//! Loopcast CLI - Loop playlists of video links through mpv

mod cli;
mod mpv;
mod settings;
mod view;

use std::fs::{ self, OpenOptions };
use std::path::PathBuf;
use std::sync::{ Arc, Mutex };

use anyhow::{ Context, Result };
use clap::Parser;
use tokio::io::{ AsyncBufReadExt, BufReader };
use tokio::sync::{ mpsc, watch };

use cli::Args;
use mpv::MpvBackend;
use settings::Settings;

use loopcast_core::{
    command::help_text,
    Command, Coordinator, CoordinatorHandle, JsonStore, Notice, Snapshot,
};


/// Directory holding the library and the log file.
fn data_dir() -> Option<PathBuf> {
    dirs::data_dir().map( |p| p.join( "loopcast" ) )
}


/// Logs to a file so output never interleaves with the prompt.
fn setup_logging( verbose: bool ) -> Result<PathBuf> {
    let dir = data_dir().context( "no data directory on this system" )?;
    fs::create_dir_all( &dir )?;
    let path = dir.join( "loopcast.log" );
    let file = OpenOptions::new().create( true ).append( true ).open( &path )?;

    let level = if verbose { tracing::Level::DEBUG } else { tracing::Level::INFO };
    tracing_subscriber::fmt()
        .with_writer( Mutex::new( file ) )
        .with_ansi( false )
        .with_target( true )
        .with_max_level( level )
        .init();

    Ok( path )
}


fn main() -> Result<()> {
    let args = Args::parse();

    // Setup logging before anything else
    match setup_logging( args.verbose ) {
        Ok( path ) => tracing::info!( "Starting loopcast, logging to {}", path.display() ),
        Err( e ) => eprintln!( "warning: logging disabled: {}", e ),
    }

    let settings = Settings::load( args.config.as_deref() );

    let runtime = tokio::runtime::Builder::new_current_thread()
        .enable_all()
        .build()?;
    let result = runtime.block_on( run( args, settings ) );

    // stdin reads sit on a blocking thread that may never return
    runtime.shutdown_background();
    result
}


async fn run( args: Args, mut settings: Settings ) -> Result<()> {
    let library_path = match args.library {
        Some( path ) => path,
        None => data_dir().context( "no data directory on this system" )?.join( "library.json" ),
    };
    let store = JsonStore::open( &library_path )
        .with_context( || format!( "failed to open library {}", library_path.display() ) )?;
    tracing::info!( "Library: {}", library_path.display() );

    let mpv_path = args.mpv.clone().unwrap_or_else( || settings.mpv_path.clone() );
    let backend = MpvBackend::new( mpv_path, settings.mpv_args.clone() );

    let ( mut coordinator, handle, notices ) =
        Coordinator::new( Box::new( backend ), Arc::new( store ), settings.coordinator.clone() )?;
    coordinator.apply_preferences( settings.shuffle, settings.playback_rate );

    if !args.urls.is_empty() {
        let first_new = handle.snapshot().tracks.len();
        handle.send( Command::Add { urls: args.urls } );
        handle.send( Command::Play { index: Some( first_new ) } );
    }

    println!( "loopcast {} - type /help for commands", env!( "CARGO_PKG_VERSION" ) );
    println!( "{}", view::render_tracks( &handle.snapshot() ) );

    tokio::spawn( print_notices( notices ) );
    tokio::spawn( announce_tracks( handle.subscribe() ) );
    tokio::spawn( read_commands( handle.clone() ) );

    coordinator.run().await;

    let last = handle.snapshot();
    if last.is_shuffled != settings.shuffle || last.rate != settings.playback_rate {
        settings.shuffle = last.is_shuffled;
        settings.playback_rate = last.rate;
        settings.save( args.config.as_deref() );
    }

    tracing::info!( "loopcast exiting" );
    Ok(())
}


/// Reads slash commands from stdin until quit or end of input.
async fn read_commands( handle: CoordinatorHandle ) {
    let mut lines = BufReader::new( tokio::io::stdin() ).lines();

    loop {
        let line = match lines.next_line().await {
            Ok( Some( line ) ) => line,
            Ok( None ) => break,
            Err( e ) => {
                tracing::warn!( "Failed to read input: {}", e );
                break;
            }
        };
        if line.trim().is_empty() {
            continue;
        }

        match Command::parse( &line ) {
            Ok( command ) if command.is_local() => {
                println!( "{}", render_local( &command, &handle.snapshot() ) );
            }
            Ok( command ) => {
                tracing::debug!( "Command: {}", command.description() );
                let quit = command == Command::Quit;
                if !handle.send( command ) || quit {
                    return;
                }
            }
            Err( e ) => println!( "{} (try /help)", e ),
        }
    }

    handle.shutdown();
}


/// Answers a local command from a snapshot.
fn render_local( command: &Command, snapshot: &Snapshot ) -> String {
    match command {
        Command::List => view::render_tracks( snapshot ),
        Command::Playlists => view::render_playlists( snapshot ),
        Command::Status => view::render_status( snapshot ),
        _ => help_text().to_string(),
    }
}


async fn print_notices( mut notices: mpsc::UnboundedReceiver<Notice> ) {
    while let Some( notice ) = notices.recv().await {
        println!( "{}", view::render_notice( &notice ) );
    }
}


/// Prints a line whenever a different track starts playing.
async fn announce_tracks( mut snapshots: watch::Receiver<Snapshot> ) {
    let mut announced: Option<String> = None;

    while snapshots.changed().await.is_ok() {
        let line = {
            let snapshot = snapshots.borrow_and_update();
            match snapshot.current_track() {
                Some( track ) if snapshot.is_playing && snapshot.is_player_ready => {
                    if announced.as_deref() == Some( track.id.as_str() ) {
                        None
                    } else {
                        announced = Some( track.id.clone() );
                        Some( format!( "Now playing: {}", track.title ) )
                    }
                }
                _ => None,
            }
        };

        if let Some( line ) = line {
            println!( "{}", line );
        }
    }
}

▸ What the task asks
Return the whole listing exactly.

▸ Response below
//! Loopcast CLI - Loop playlists of video links through mpv

mod cli;
mod mpv;
mod settings;
mod view;

use std::fs::{ self, OpenOptions };
use std::path::PathBuf;
use std::sync::{ Arc, Mutex };

use anyhow::{ Context, Result };
use clap::Parser;
use tokio::io::{ AsyncBufReadExt, BufReader };
use tokio::sync::{ mpsc, watch };

use cli::Args;
use mpv::MpvBackend;
use settings::Settings;

use loopcast_core::{
    command::help_text,
    Command, Coordinator, CoordinatorHandle, JsonStore, Notice, Snapshot,
};


/// Directory holding the library and the log file.
fn data_dir() -> Option<PathBuf> {
    dirs::data_dir().map( |p| p.join( "loopcast" ) )
}


/// Logs to a file so output never interleaves with the prompt.
fn setup_logging( verbose: bool ) -> Result<PathBuf> {
    let dir = data_dir().context( "no data directory on this system" )?;
    fs::create_dir_all( &dir )?;
    let path = dir.join( "loopcast.log" );
    let file = OpenOptions::new().create( true ).append( true ).open( &path )?;

    let level = if verbose { tracing::Level::DEBUG } else { tracing::Level::INFO };
    tracing_subscriber::fmt()
        .with_writer( Mutex::new( file ) )
        .with_ansi( false )
        .with_target( true )
        .with_max_level( level )
        .init();

    Ok( path )
}


fn main() -> Result<()> {
    let args = Args::parse();

    // Setup logging before anything else
    match setup_logging( args.verbose ) {
        Ok( path ) => tracing::info!( "Starting loopcast, logging to {}", path.display() ),
        Err( e ) => eprintln!( "warning: logging disabled: {}", e ),
    }

    let settings = Settings::load( args.config.as_deref() );

    let runtime = tokio::runtime::Builder::new_current_thread()
        .enable_all()
        .build()?;
    let result = runtime.block_on( run( args, settings ) );

    // stdin reads sit on a blocking thread that may never return
    runtime.shutdown_background();
    result
}


async fn run( args: Args, mut settings: Settings ) -> Result<()> {
    let library_path = match args.library {
        Some( path ) => path,
        None => data_dir().context( "no data directory on this system" )?.join( "library.json" ),
    };
    let store = JsonStore::open( &library_path )
        .with_context( || format!( "failed to open library {}", library_path.display() ) )?;
    tracing::info!( "Library: {}", library_path.display() );

    let mpv_path = args.mpv.clone().unwrap_or_else( || settings.mpv_path.clone() );
    let backend = MpvBackend::new( mpv_path, settings.mpv_args.clone() );

    let ( mut coordinator, handle, notices ) =
        Coordinator::new( Box::new( backend ), Arc::new( store ), settings.coordinator.clone() )?;
    coordinator.apply_preferences( settings.shuffle, settings.playback_rate );

    if !args.urls.is_empty() {
        let first_new = handle.snapshot().tracks.len();
        handle.send( Command::Add { urls: args.urls } );
        handle.send( Command::Play { index: Some( first_new ) } );
    }

    println!( "loopcast {} - type /help for commands", env!( "CARGO_PKG_VERSION" ) );
    println!( "{}", view::render_tracks( &handle.snapshot() ) );

    tokio::spawn( print_notices( notices ) );
    tokio::spawn( announce_tracks( handle.subscribe() ) );
    tokio::spawn( read_commands( handle.clone() ) );

    coordinator.run().await;

    let last = handle.snapshot();
    if last.is_shuffled != settings.shuffle || last.rate != settings.playback_rate {
        settings.shuffle = last.is_shuffled;
        settings.playback_rate = last.rate;
        settings.save( args.config.as_deref() );
    }

    tracing::info!( "loopcast exiting" );
    Ok(())
}


/// Reads slash commands from stdin until quit or end of input.
async fn read_commands( handle: CoordinatorHandle ) {
    let mut lines = BufReader::new( tokio::io::stdin() ).lines();

    loop {
        let line = match lines.next_line().await {
            Ok( Some( line ) ) => line,
            Ok( None ) => break,
            Err( e ) => {
                tracing::warn!( "Failed to read input: {}", e );
                break;
            }
        };
        if line.trim().is_empty() {
            continue;
        }

        match Command::parse( &line ) {
            Ok( command ) if command.is_local() => {
                println!( "{}", render_local( &command, &handle.snapshot() ) );
            }
            Ok( command ) => {
                tracing::debug!( "Command: {}", command.description() );
                let quit = command == Command::Quit;
                if !handle.send( command ) || quit {
                    return;
                }
            }
            Err( e ) => println!( "{} (try /help)", e ),
        }
    }

    handle.shutdown();
}


/// Answers a local command from a snapshot.
fn render_local( command: &Command, snapshot: &Snapshot ) -> String {
    match command {
        Command::List => view::render_tracks( snapshot ),
        Command::Playlists => view::render_playlists( snapshot ),
        Command::Status => view::render_status( snapshot ),
        _ => help_text().to_string(),
    }
}


async fn print_notices( mut notices: mpsc::UnboundedReceiver<Notice> ) {
    while let Some( notice ) = notices.recv().await {
        println!( "{}", view::render_notice( &notice ) );
    }
}


/// Prints a line whenever a different track starts playing.
async fn announce_tracks( mut snapshots: watch::Receiver<Snapshot> ) {
    let mut announced: Option<String> = None;

    while snapshots.changed().await.is_ok() {
        let line = {
            let snapshot = snapshots.borrow_and_update();
            match snapshot.current_track() {
                Some( track ) if snapshot.is_playing && snapshot.is_player_ready => {
                    if announced.as_deref() == Some( track.id.as_str() ) {
                        None
                    } else {
                        announced = Some( track.id.clone() );
                        Some( format!( "Now playing: {}", track.title ) )
                    }
                }
                _ => None,
            }
        };

        if let Some( line ) = line {
            println!( "{}", line );
        }
    }
}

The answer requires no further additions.